President Obama has given verbal support to a bill in the spirit of New Jersey's recent ban on currently-employed-only job advertising.
In my recent column about high-profile unemployees, I noted the existence of a federal bill to ban discrimination against people who are not currently working.
"Fair Employment Opportunity Act of 2011" (H. R. 2501), sponsored by hipster Rep. Rosa DeLauro (D-Connecticut), would punish employers and employment agencies who make hiring decisions based on an applicant's employment status; post want-ads that "indicate an individual's status as unemployed disqualifies the individual for a job"; or give applicants different treatment based on whether they're working.
Notwithstanding any other provision of this Act, consideration by an employer or employment agency of an individual's status as unemployed shall not be an unlawful employment practice where an individual's employment in a similar or related job for a period of time reasonably proximate to the hiring of such individual is a bona fide occupational qualification reasonably necessary to successful performance of the job that is being filled.
Having done many varieties of grunt work during the too-frequent lulls in my career as a skylarking popinjay, I can't think of any job where the above language does not apply. The more frequently you do something, the better you get at it. That applies even to the absolute minimum work requirement: showing up. The "bona fide occupational qualification" exception in discrimination law is usually an attempt to apply common sense to the quest for difference-blind hiring (a synagogue can insist on hiring only Jewish rabbis, a production may audition only males to play Hamlet, and so on). If some jobs can require that you have a recent work history, which ones can't?

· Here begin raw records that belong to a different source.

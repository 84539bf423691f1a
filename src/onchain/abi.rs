//! Escrow contract ABI and the pure helpers around it: call data encoding
//! and receipt log decoding.
//!
//! Nothing here performs I/O, so settlement interpretation can be tested
//! against hand-built logs.

use crate::domain::{Prediction, UserBet};
use alloy::primitives::{Address, Bytes, Log, U256};
use alloy::sol;
use alloy::sol_types::{SolCall, SolEvent};

sol! {
    #[sol(rpc)]
    interface IWagerEscrow {
        struct Bet {
            uint256 amount;
            uint8 prediction;
            bool claimed;
        }

        event MatchCreated(uint256 indexed matchId, string homeTeam, string awayTeam, uint256 kickoffTime);
        event BetPlaced(uint256 indexed matchId, address indexed user, uint8 prediction, uint256 amount);
        event WinningsClaimed(uint256 indexed matchId, address indexed user, uint256 amount, uint256 profit);
        event RefundClaimed(uint256 indexed matchId, address indexed user, uint256 amount);

        function createMatch(string homeTeam, string awayTeam, string competition, uint256 kickoffTime) external returns (uint256);
        function placeBet(uint256 matchId, uint8 prediction) external payable;
        function claimWinnings(uint256 matchId) external;
        function claimRefund(uint256 matchId) external;

        function getUserBet(uint256 matchId, address user) external view returns (Bet memory);
        function getBatchUserBets(uint256[] matchIds, address user) external view returns (Bet[] memory);
        function getClaimStatus(uint256 matchId, address user) external view returns (bool canClaim, uint8 claimType, uint256 amount);
        function isRefundEligible(uint256 matchId, address user) external view returns (bool eligible, string reason);
    }
}

pub fn place_bet_calldata(on_chain_match_id: u64, prediction: Prediction) -> Bytes {
    IWagerEscrow::placeBetCall {
        matchId: U256::from(on_chain_match_id),
        prediction: prediction.as_u8(),
    }
    .abi_encode()
    .into()
}

pub fn claim_winnings_calldata(on_chain_match_id: u64) -> Bytes {
    IWagerEscrow::claimWinningsCall {
        matchId: U256::from(on_chain_match_id),
    }
    .abi_encode()
    .into()
}

pub fn claim_refund_calldata(on_chain_match_id: u64) -> Bytes {
    IWagerEscrow::claimRefundCall {
        matchId: U256::from(on_chain_match_id),
    }
    .abi_encode()
    .into()
}

impl From<&IWagerEscrow::Bet> for UserBet {
    fn from(bet: &IWagerEscrow::Bet) -> Self {
        UserBet {
            amount: bet.amount,
            prediction: Prediction::from_u8(bet.prediction),
            claimed: bet.claimed,
        }
    }
}

/// Exact payout of a successful claim, read from the receipt.
#[derive(Debug, Clone, Copy, PartialEq, Eq)]
pub struct ClaimedPayout {
    pub amount: U256,
    pub profit: U256,
}

/// Find the `WinningsClaimed` event for `on_chain_match_id` emitted by the
/// escrow at `escrow`.
pub fn find_winnings_claimed(logs: &[Log], escrow: Address, on_chain_match_id: u64) -> Option<ClaimedPayout> {
    let wanted = U256::from(on_chain_match_id);
    logs.iter()
        .filter(|log| log.address == escrow)
        .filter_map(|log| IWagerEscrow::WinningsClaimed::decode_log_data(&log.data).ok())
        .find(|event| event.matchId == wanted)
        .map(|event| ClaimedPayout {
            amount: event.amount,
            profit: event.profit,
        })
}

/// On-chain id assigned by a `createMatch` transaction.
pub fn find_match_created(logs: &[Log], escrow: Address) -> Option<u64> {
    logs.iter()
        .filter(|log| log.address == escrow)
        .filter_map(|log| IWagerEscrow::MatchCreated::decode_log_data(&log.data).ok())
        .find_map(|event| u64::try_from(event.matchId).ok())
}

The bill's prescriptive language around advertising should also concern supporters of free expression and the right to contract, and the micromanagement of hiring decisions is objectionable on general backseat-driving grounds.
None of these are concerns for President Obama, however. In this excerpt from a Tuesday appearance on the Tom Joyner Morning Show, the president appears to support this legislation:
SYBIL WILKES: Could you talk—I'm sorry, Mr. President. Could you talk about the long-term unemployment? Because is there going to be something to do with people who are saying that—employers are saying the law—if you're unemployed, we don't want to hear from you. And these are people that are saying that they're not getting the looks that they need to get from employers regarding possible jobs.

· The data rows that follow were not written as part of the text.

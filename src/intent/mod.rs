//! Intent register: at most one live wager intent per user, with TTL.
//!
//! Expiry is lazy: an expired intent is treated as absent by every read.
//! [`IntentRegister::sweep_expired`] only reclaims memory.
//!
//! Single-flight for confirmation is the intent's stage. Confirming moves
//! `Pending -> Settling` under the map's shard lock, so a duplicate confirm
//! sees `Settling` (or nothing) and degrades to "already processed".

use crate::domain::{Prediction, WagerError};
use alloy::primitives::U256;
use chrono::{DateTime, Utc};
use dashmap::mapref::entry::Entry;
use dashmap::DashMap;
use std::sync::Arc;
use std::time::Duration;
use tracing::{debug, info};

pub const DEFAULT_INTENT_TTL: Duration = Duration::from_secs(300);

#[derive(Debug, Clone, Copy, PartialEq, Eq)]
pub enum IntentStage {
    /// Waiting for the user to press Confirm.
    Pending,
    /// Confirm accepted; match creation or the wager transaction is in flight.
    Settling,
}

#[derive(Debug, Clone, PartialEq, Eq)]
pub struct WagerIntent {
    pub user_id: String,
    pub match_id: i64,
    pub prediction: Prediction,
    /// Stake exactly as typed, e.g. "0.01".
    pub stake: String,
    pub stake_wei: U256,
    pub created_at: DateTime<Utc>,
    pub expires_at: DateTime<Utc>,
    pub correlation_token: Option<String>,
    pub stage: IntentStage,
}

impl WagerIntent {
    pub fn is_expired_at(&self, now: DateTime<Utc>) -> bool {
        now >= self.expires_at
    }

    /// Whether a transaction result carrying `token` for `match_id` answers
    /// this intent's outstanding wager prompt.
    pub fn awaits_transaction(&self, match_id: i64, token: &str) -> bool {
        self.stage == IntentStage::Settling
            && self.match_id == match_id
            && self.correlation_token.as_deref() == Some(token)
    }
}

/// Thread-safe intent store keyed by user id, with a reverse index from
/// correlation token to user id.
#[derive(Clone)]
pub struct IntentRegister {
    by_user: Arc<DashMap<String, WagerIntent>>,
    by_token: Arc<DashMap<String, String>>,
    ttl: chrono::Duration,
}

impl Default for IntentRegister {
    fn default() -> Self {
        Self::new(DEFAULT_INTENT_TTL)
    }
}

impl IntentRegister {
    pub fn new(ttl: Duration) -> Self {
        Self {
            by_user: Arc::new(DashMap::new()),
            by_token: Arc::new(DashMap::new()),
            ttl: chrono::Duration::from_std(ttl).unwrap_or_else(|_| chrono::Duration::seconds(300)),
        }
    }

    /// Store a new intent. Fails with `AlreadyPending` if a live one exists.
    pub fn create(
        &self,
        user_id: &str,
        match_id: i64,
        prediction: Prediction,
        stake: &str,
        stake_wei: U256,
    ) -> Result<WagerIntent, WagerError> {
        self.create_at(user_id, match_id, prediction, stake, stake_wei, Utc::now())
    }

    pub(crate) fn create_at(
        &self,
        user_id: &str,
        match_id: i64,
        prediction: Prediction,
        stake: &str,
        stake_wei: U256,
        now: DateTime<Utc>,
    ) -> Result<WagerIntent, WagerError> {
        let intent = WagerIntent {
            user_id: user_id.to_string(),
            match_id,
            prediction,
            stake: stake.trim().to_string(),
            stake_wei,
            created_at: now,
            expires_at: now + self.ttl,
            correlation_token: None,
            stage: IntentStage::Pending,
        };

        match self.by_user.entry(user_id.to_string()) {
            Entry::Occupied(mut existing) => {
                if !existing.get().is_expired_at(now) {
                    return Err(WagerError::AlreadyPending);
                }
                if let Some(token) = existing.get().correlation_token.as_deref() {
                    self.by_token.remove(token);
                }
                existing.insert(intent.clone());
            }
            Entry::Vacant(slot) => {
                slot.insert(intent.clone());
            }
        }

        info!(
            user = %user_id,
            match_id,
            prediction = %prediction,
            stake = %intent.stake,
            expires_at = %intent.expires_at,
            "wager intent created"
        );
        Ok(intent)
    }

    /// Attach the prompt's correlation token. Overwrites any previous token:
    /// only the most recent prompt is honoured.
    pub fn attach_correlation(&self, user_id: &str, token: &str) -> bool {
        let Some(mut intent) = self.by_user.get_mut(user_id) else {
            return false;
        };
        if let Some(old) = intent.correlation_token.replace(token.to_string()) {
            if old != token {
                self.by_token.remove(&old);
            }
        }
        self.by_token.insert(token.to_string(), user_id.to_string());
        true
    }

    /// The user's intent, if present and not expired.
    pub fn get(&self, user_id: &str) -> Option<WagerIntent> {
        self.get_at(user_id, Utc::now())
    }

    pub(crate) fn get_at(&self, user_id: &str, now: DateTime<Utc>) -> Option<WagerIntent> {
        self.by_user
            .get(user_id)
            .filter(|i| !i.is_expired_at(now))
            .map(|i| i.clone())
    }

    /// Remove the user's intent. Returns the removed intent only if it was
    /// still live, so a second clear reports nothing.
    pub fn clear(&self, user_id: &str) -> Option<WagerIntent> {
        self.clear_at(user_id, Utc::now())
    }

    pub(crate) fn clear_at(&self, user_id: &str, now: DateTime<Utc>) -> Option<WagerIntent> {
        let (_, intent) = self.by_user.remove(user_id)?;
        if let Some(token) = intent.correlation_token.as_deref() {
            self.by_token.remove(token);
        }
        debug!(user = %user_id, match_id = intent.match_id, "wager intent cleared");
        (!intent.is_expired_at(now)).then_some(intent)
    }

    /// Remove the user's intent only if `accept` returns true for it. Intents
    /// that fail the check stay untouched.
    pub fn clear_if(&self, user_id: &str, accept: impl FnOnce(&WagerIntent) -> bool) -> Option<WagerIntent> {
        let now = Utc::now();
        let (_, intent) = self.by_user.remove_if(user_id, |_, intent| accept(intent))?;
        if let Some(token) = intent.correlation_token.as_deref() {
            self.by_token.remove(token);
        }
        debug!(user = %user_id, match_id = intent.match_id, "wager intent cleared");
        (!intent.is_expired_at(now)).then_some(intent)
    }

    /// Reverse lookup for an incoming button click or transaction response.
    pub fn get_by_correlation_token(&self, token: &str) -> Result<WagerIntent, WagerError> {
        self.get_by_correlation_token_at(token, Utc::now())
    }

    pub(crate) fn get_by_correlation_token_at(
        &self,
        token: &str,
        now: DateTime<Utc>,
    ) -> Result<WagerIntent, WagerError> {
        let user_id = self
            .by_token
            .get(token)
            .map(|u| u.clone())
            .ok_or(WagerError::IntentExpiredOrMissing)?;
        self.by_user
            .get(&user_id)
            .filter(|i| !i.is_expired_at(now) && i.correlation_token.as_deref() == Some(token))
            .map(|i| i.clone())
            .ok_or(WagerError::IntentExpiredOrMissing)
    }

    /// Claim the intent behind `token` for settlement on behalf of `user_id`.
    ///
    /// Exactly one caller wins; later callers get `IntentExpiredOrMissing`.
    /// A click from a different user than the intent's owner is rejected
    /// without touching the intent.
    pub fn begin_settlement(&self, token: &str, user_id: &str) -> Result<WagerIntent, WagerError> {
        self.begin_settlement_at(token, user_id, Utc::now())
    }

    pub(crate) fn begin_settlement_at(
        &self,
        token: &str,
        user_id: &str,
        now: DateTime<Utc>,
    ) -> Result<WagerIntent, WagerError> {
        let owner = self
            .by_token
            .get(token)
            .map(|u| u.clone())
            .ok_or(WagerError::IntentExpiredOrMissing)?;
        if owner != user_id {
            return Err(WagerError::NotEligible(
                "This confirmation belongs to another user".into(),
            ));
        }

        let mut intent = self
            .by_user
            .get_mut(&owner)
            .ok_or(WagerError::IntentExpiredOrMissing)?;
        if intent.is_expired_at(now)
            || intent.correlation_token.as_deref() != Some(token)
            || intent.stage != IntentStage::Pending
        {
            return Err(WagerError::IntentExpiredOrMissing);
        }
        intent.stage = IntentStage::Settling;
        Ok(intent.clone())
    }

    /// Hand a settling intent back to the user so Confirm can be pressed
    /// again (used when a retryable error happens before any transaction).
    pub fn release(&self, user_id: &str) {
        if let Some(mut intent) = self.by_user.get_mut(user_id) {
            intent.stage = IntentStage::Pending;
        }
    }

    /// Drop expired intents. Returns how many were reclaimed.
    pub fn sweep_expired(&self) -> usize {
        self.sweep_expired_at(Utc::now())
    }

    pub(crate) fn sweep_expired_at(&self, now: DateTime<Utc>) -> usize {
        let mut expired_tokens = Vec::new();
        let before = self.by_user.len();
        self.by_user.retain(|_, intent| {
            if intent.is_expired_at(now) {
                if let Some(token) = intent.correlation_token.clone() {
                    expired_tokens.push(token);
                }
                false
            } else {
                true
            }
        });
        for token in expired_tokens {
            self.by_token.remove(&token);
        }
        before.saturating_sub(self.by_user.len())
    }

    pub fn len(&self) -> usize {
        self.by_user.len()
    }

    pub fn is_empty(&self) -> bool {
        self.by_user.is_empty()
    }
}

Well, there is no doubt that folks who have been unemployed longer than six months have a tougher time getting back into the job market. Now, the single most important thing we can do is just have the economy strong so that employers aren't as choosy because they've got to hire because their businesses are expanding.

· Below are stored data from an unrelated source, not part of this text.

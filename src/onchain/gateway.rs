use crate::domain::{ClaimStatus, MatchInfo, Prediction, RefundEligibility, UserBet};
use crate::onchain::abi;
use crate::onchain::GatewayError;
use alloy::primitives::{Address, Bytes, Log, B256};
use async_trait::async_trait;

/// Result of registering a match with the escrow.
#[derive(Debug, Clone, PartialEq, Eq)]
pub struct CreatedMatch {
    pub on_chain_match_id: u64,
    pub tx_hash: B256,
}

/// The parts of a mined receipt settlement cares about.
#[derive(Debug, Clone)]
pub struct TxReceipt {
    pub tx_hash: B256,
    pub success: bool,
    pub block_number: Option<u64>,
    pub logs: Vec<Log>,
}

/// Typed operations against the escrow contract.
///
/// Read operations never mutate. Writes are limited to `create_match`, signed
/// by the bot's manager wallet; user-side calls are only encoded here and
/// signed in the user's own wallet.
#[async_trait]
pub trait ContractGateway: Send + Sync {
    fn contract_address(&self) -> Address;

    fn chain_id(&self) -> u64;

    async fn create_match(&self, info: &MatchInfo) -> Result<CreatedMatch, GatewayError>;

    fn encode_place_bet(&self, on_chain_match_id: u64, prediction: Prediction) -> Bytes {
        abi::place_bet_calldata(on_chain_match_id, prediction)
    }

    fn encode_claim_winnings(&self, on_chain_match_id: u64) -> Bytes {
        abi::claim_winnings_calldata(on_chain_match_id)
    }

    fn encode_claim_refund(&self, on_chain_match_id: u64) -> Bytes {
        abi::claim_refund_calldata(on_chain_match_id)
    }

    /// `None` when the wallet has no bet on the match.
    async fn get_user_bet(
        &self,
        on_chain_match_id: u64,
        wallet: Address,
    ) -> Result<Option<UserBet>, GatewayError>;

    /// Bets of `wallet` on each of `on_chain_match_ids`, in one call. Only
    /// placed bets are returned.
    async fn get_batch_user_bets(
        &self,
        on_chain_match_ids: &[u64],
        wallet: Address,
    ) -> Result<Vec<(u64, UserBet)>, GatewayError>;

    async fn get_claim_status(
        &self,
        on_chain_match_id: u64,
        wallet: Address,
    ) -> Result<ClaimStatus, GatewayError>;

    async fn is_refund_eligible(
        &self,
        on_chain_match_id: u64,
        wallet: Address,
    ) -> Result<RefundEligibility, GatewayError>;

    /// Wait for the receipt of `tx_hash`, bounded by the gateway's receipt
    /// timeout.
    async fn wait_for_receipt(&self, tx_hash: B256) -> Result<TxReceipt, GatewayError>;
}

But we have seen instances in which employers are explicitly saying we don't want to take a look at folks who've been unemployed. Well, that makes absolutely no sense, and I know there's legislation that I'm supportive of that says you cannot discriminate against folks because they've been unemployed, particularly when you've seen so many folks who, through no fault of their own, ended up being laid off because of the difficulty of this recession.
DeLauro is also the sponsor of the Layoff Prevention Act of 2011 (S. 1333), along with Sen. John Reed (D-Rhode Island), who I think was played by Warren Beatty in an Oscar®-winning film. That bill would create new requirements for "work sharing" programs wherein employers must reduce hours for all employees rather than firing some, and taxpayers would make up the lost wages from the reduced hours. (The bill would still leave employers on the hook for employee benefits.)